Collected data entries:
━━━

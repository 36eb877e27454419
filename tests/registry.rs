use osgi_mock::{
    properties, AnyArc, MockBundleContext, OsgiError, PropertyValue, ServiceFactory, ServiceReference,
};
use std::sync::atomic::{AtomicUsize, Ordering};
use std::sync::Arc;

const STRING: &str = "java.lang.String";

fn register(ctx: &MockBundleContext, name: &str, ranking: Option<i64>) {
    let mut props = properties! { "name" => name };
    if let Some(ranking) = ranking {
        props.insert("service.ranking".into(), PropertyValue::from(ranking));
    }
    ctx.register_service(&[STRING], Arc::new(name.to_string()), props).unwrap();
}

fn names(refs: &[ServiceReference]) -> String {
    refs.iter()
        .filter_map(|r| r.property("name"))
        .map(|v| v.to_string())
        .collect()
}

#[test]
fn test_ranking_order() {
    let ctx = MockBundleContext::new();
    register(&ctx, "A", Some(3));
    register(&ctx, "B", Some(5));
    register(&ctx, "C", Some(4));
    register(&ctx, "D", Some(1));
    register(&ctx, "E", Some(2));

    let mut refs = ctx.service_references(Some(STRING), None).unwrap().unwrap();
    assert_eq!(names(&refs), "BCAED");

    // natural order puts the best service last
    refs.sort();
    assert_eq!(names(&refs), "DEACB");

    assert_eq!(ctx.service_for::<String>(STRING).as_deref().map(String::as_str), Some("B"));
    let single = ctx.service_reference(STRING).unwrap();
    assert_eq!(single.property("name"), Some(PropertyValue::from("B")));
}

#[test]
fn test_no_ranking_keeps_registration_order() {
    let ctx = MockBundleContext::new();
    for name in ["A", "B", "C", "D", "E"] {
        register(&ctx, name, None);
    }

    let mut refs = ctx.service_references(Some(STRING), None).unwrap().unwrap();
    assert_eq!(names(&refs), "ABCDE");
    refs.sort();
    assert_eq!(names(&refs), "EDCBA");
    assert_eq!(ctx.service_for::<String>(STRING).as_deref().map(String::as_str), Some("A"));
}

#[test]
fn test_non_integer_ranking_counts_as_zero() {
    let ctx = MockBundleContext::new();
    register(&ctx, "A", Some(-1));
    ctx.register_service(
        &[STRING],
        Arc::new("B".to_string()),
        properties! { "name" => "B", "service.ranking" => "high" },
    )
    .unwrap();
    assert_eq!(names(&ctx.service_references(Some(STRING), None).unwrap().unwrap()), "BA");
}

#[test]
fn test_double_unregister_fails() {
    let ctx = MockBundleContext::new();
    let registration = ctx.register_service(&[STRING], Arc::new("x".to_string()), properties! {}).unwrap();

    registration.unregister().unwrap();
    let err = registration.unregister().unwrap_err();
    assert_eq!(err, OsgiError::AlreadyUnregistered);
    assert_eq!(err.to_string(), "Service was already unregistered");
    assert!(!registration.reference().is_registered());
}

#[test]
fn test_no_results_is_none() {
    let ctx = MockBundleContext::new();
    assert!(ctx.service_references(Some(STRING), None).unwrap().is_none());
    assert!(ctx.service_reference(STRING).is_none());

    register(&ctx, "A", None);
    assert!(ctx.service_references(Some(STRING), Some("(name=Z)")).unwrap().is_none());
    assert_eq!(ctx.service_references(Some(STRING), Some("(name=A)")).unwrap().map(|r| r.len()), Some(1));
}

#[test]
fn test_lookup_with_filter_only() {
    let ctx = MockBundleContext::new();
    register(&ctx, "A", None);
    ctx.register_service(&["other.Api"], Arc::new(1u8), properties! { "name" => "B" }).unwrap();

    let refs = ctx.service_references(None, Some("(name=*)")).unwrap().unwrap();
    assert_eq!(names(&refs), "AB");

    let by_class = ctx.service_references(None, Some("(objectClass=other.Api)")).unwrap().unwrap();
    assert_eq!(names(&by_class), "B");
}

#[test]
fn test_invalid_filter_is_rejected() {
    let ctx = MockBundleContext::new();
    let err = ctx.service_references(Some(STRING), Some("(name=A")).unwrap_err();
    assert!(matches!(err, OsgiError::InvalidSyntax { .. }));
}

#[test]
fn test_framework_properties_are_stamped() {
    let ctx = MockBundleContext::new();
    let registration = ctx
        .register_service(&[STRING, "java.lang.CharSequence"], Arc::new("s".to_string()), properties! {})
        .unwrap();
    let reference = registration.reference();

    let id = reference.service_id();
    assert_eq!(reference.property("service.id"), Some(PropertyValue::from(id)));
    assert_eq!(
        reference.property("objectClass"),
        Some(PropertyValue::from(vec![STRING, "java.lang.CharSequence"]))
    );
    assert_eq!(reference.property("service.bundleid"), Some(PropertyValue::from(ctx.bundle_id())));
    assert_eq!(reference.property("service.scope"), Some(PropertyValue::from("singleton")));
}

#[test]
fn test_set_properties_keeps_framework_keys_and_resorts() {
    let ctx = MockBundleContext::new();
    register(&ctx, "A", None);
    let b = ctx
        .register_service(&[STRING], Arc::new("B".to_string()), properties! { "name" => "B" })
        .unwrap();
    let id = b.reference().service_id();

    b.set_properties(properties! { "name" => "B2", "service.ranking" => 10, "service.id" => 999 })
        .unwrap();

    let reference = b.reference();
    assert_eq!(reference.service_id(), id);
    assert_eq!(reference.property("service.id"), Some(PropertyValue::from(id)));
    assert!(reference.property("objectClass").is_some());
    assert_eq!(names(&ctx.service_references(Some(STRING), None).unwrap().unwrap()), "B2A");

    b.unregister().unwrap();
    assert_eq!(b.set_properties(properties! {}), Err(OsgiError::AlreadyUnregistered));
}

#[test]
fn test_service_ids_increase_across_contexts() {
    let first = MockBundleContext::new();
    let second = MockBundleContext::new();
    let a = first.register_service(&[STRING], Arc::new("a".to_string()), properties! {}).unwrap();
    let b = second.register_service(&[STRING], Arc::new("b".to_string()), properties! {}).unwrap();
    assert!(b.reference().service_id() > a.reference().service_id());
    assert_ne!(first.bundle_id(), second.bundle_id());
}

#[test]
fn test_get_and_unget_count_usage() {
    let ctx = MockBundleContext::new();
    let registration = ctx.register_service(&[STRING], Arc::new("x".to_string()), properties! {}).unwrap();
    let reference = registration.reference();

    assert!(ctx.get_service(&reference).is_some());
    assert!(ctx.get_service(&reference).is_some());
    assert_eq!(reference.usage_count(), 2);
    assert!(ctx.unget_service(&reference));
    assert_eq!(reference.usage_count(), 1);

    registration.unregister().unwrap();
    assert!(ctx.get_service(&reference).is_none());
}

#[test]
fn test_service_objects() {
    let ctx = MockBundleContext::new();
    let registration = ctx.register_service(&[STRING], Arc::new("x".to_string()), properties! {}).unwrap();
    let objects = ctx.service_objects(&registration.reference());

    let service = objects.get_service().unwrap();
    assert_eq!(service.downcast_ref::<String>().map(String::as_str), Some("x"));
    assert_eq!(objects.service_reference(), &registration.reference());
    assert!(objects.unget_service());
    assert!(!objects.unget_service());
}

#[derive(Default)]
struct CountingFactory {
    gets: AtomicUsize,
    ungets: AtomicUsize,
}

impl ServiceFactory for CountingFactory {
    fn get_service(&self, _context: &MockBundleContext) -> AnyArc {
        let n = self.gets.fetch_add(1, Ordering::SeqCst);
        Arc::new(format!("instance-{}", n))
    }

    fn unget_service(&self, _context: &MockBundleContext, _service: &AnyArc) {
        self.ungets.fetch_add(1, Ordering::SeqCst);
    }
}

#[test]
fn test_service_factory_is_asked_once() {
    let ctx = MockBundleContext::new();
    let factory = Arc::new(CountingFactory::default());
    let registration = ctx.register_service_factory(&[STRING], factory.clone(), properties! {}).unwrap();

    for _ in 0..3 {
        let service = ctx.service_for::<String>(STRING).unwrap();
        assert_eq!(service.as_str(), "instance-0");
    }
    assert_eq!(factory.gets.load(Ordering::SeqCst), 1);

    registration.unregister().unwrap();
    assert_eq!(factory.ungets.load(Ordering::SeqCst), 1);
}

#[test]
fn test_trait_object_services() {
    trait Greeter: Send + Sync {
        fn greet(&self) -> String;
    }

    struct English;
    impl Greeter for English {
        fn greet(&self) -> String {
            "hello".into()
        }
    }

    let ctx = MockBundleContext::new();
    let greeter: Arc<dyn Greeter> = Arc::new(English);
    ctx.register_service(&["demo.Greeter"], Arc::new(greeter), properties! {}).unwrap();

    let found = ctx.service_for::<Arc<dyn Greeter>>("demo.Greeter").unwrap();
    assert_eq!(found.greet(), "hello");
}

━━━

**TASK PROMPT:**
Copy only this part of the entries above: the line with "let id = b.reference().service_id();", the line with "let first = MockBundleContext::new();", and the lines between, all exactly as written.

**REPLY:**
    let id = b.reference().service_id();

    b.set_properties(properties! { "name" => "B2", "service.ranking" => 10, "service.id" => 999 })
        .unwrap();

    let reference = b.reference();
    assert_eq!(reference.service_id(), id);
    assert_eq!(reference.property("service.id"), Some(PropertyValue::from(id)));
    assert!(reference.property("objectClass").is_some());
    assert_eq!(names(&ctx.service_references(Some(STRING), None).unwrap().unwrap()), "B2A");

    b.unregister().unwrap();
    assert_eq!(b.set_properties(properties! {}), Err(OsgiError::AlreadyUnregistered));
}

#[test]
fn test_service_ids_increase_across_contexts() {
    let first = MockBundleContext::new();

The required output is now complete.